Segment Open
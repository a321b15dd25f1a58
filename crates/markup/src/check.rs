//! Pluggable well-formedness checking
//!
//! Checks run at tag and reference boundaries, before the matching
//! callback. Every method accepts by default, so an implementation only
//! overrides what it cares about.

use lamassu_chars as chars;

use crate::error::{MarkupError, MarkupResult};

/// Hooks invoked before the corresponding event callbacks
pub trait Checker {
    fn start_tag(&self, name: &str) -> MarkupResult<()> {
        let _ = name;
        Ok(())
    }

    fn end_tag(&self, name: &str) -> MarkupResult<()> {
        let _ = name;
        Ok(())
    }

    fn entity_ref(&self, name: &str) -> MarkupResult<()> {
        let _ = name;
        Ok(())
    }

    fn char_ref(&self, body: &str) -> MarkupResult<()> {
        let _ = body;
        Ok(())
    }

    fn comment(&self, text: &str) -> MarkupResult<()> {
        let _ = text;
        Ok(())
    }
}

/// Validates tag names; everything else is accepted
pub struct WellFormedChecker;

fn check_name(name: &str) -> MarkupResult<()> {
    let mut cs = name.chars();
    let ok = match cs.next() {
        Some(first) => chars::is_markup_name_start(first) && cs.all(chars::is_markup_name),
        None => false,
    };
    if ok {
        Ok(())
    } else {
        Err(MarkupError::MalformedTagName(name.to_string()))
    }
}

impl Checker for WellFormedChecker {
    fn start_tag(&self, name: &str) -> MarkupResult<()> {
        check_name(name)
    }

    fn end_tag(&self, name: &str) -> MarkupResult<()> {
        check_name(name)
    }
}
Segment Closed
◆ **AIM OF THE TASK**
Transcribe the entries exactly.

◆ **EXERCISE ANSWER**
repository a321b15dd25f1a58
filename crates/markup/src/check.rs
//! Pluggable well-formedness checking
//!
//! Checks run at tag and reference boundaries, before the matching
//! callback. Every method accepts by default, so an implementation only
//! overrides what it cares about.

use lamassu_chars as chars;

use crate::error::{MarkupError, MarkupResult};

/// Hooks invoked before the corresponding event callbacks
pub trait Checker {
    fn start_tag(&self, name: &str) -> MarkupResult<()> {
        let _ = name;
        Ok(())
    }

    fn end_tag(&self, name: &str) -> MarkupResult<()> {
        let _ = name;
        Ok(())
    }

    fn entity_ref(&self, name: &str) -> MarkupResult<()> {
        let _ = name;
        Ok(())
    }

    fn char_ref(&self, body: &str) -> MarkupResult<()> {
        let _ = body;
        Ok(())
    }

    fn comment(&self, text: &str) -> MarkupResult<()> {
        let _ = text;
        Ok(())
    }
}

/// Validates tag names; everything else is accepted
pub struct WellFormedChecker;

fn check_name(name: &str) -> MarkupResult<()> {
    let mut cs = name.chars();
    let ok = match cs.next() {
        Some(first) => chars::is_markup_name_start(first) && cs.all(chars::is_markup_name),
        None => false,
    };
    if ok {
        Ok(())
    } else {
        Err(MarkupError::MalformedTagName(name.to_string()))
    }
}

impl Checker for WellFormedChecker {
    fn start_tag(&self, name: &str) -> MarkupResult<()> {
        check_name(name)
    }

    fn end_tag(&self, name: &str) -> MarkupResult<()> {
        check_name(name)
    }
}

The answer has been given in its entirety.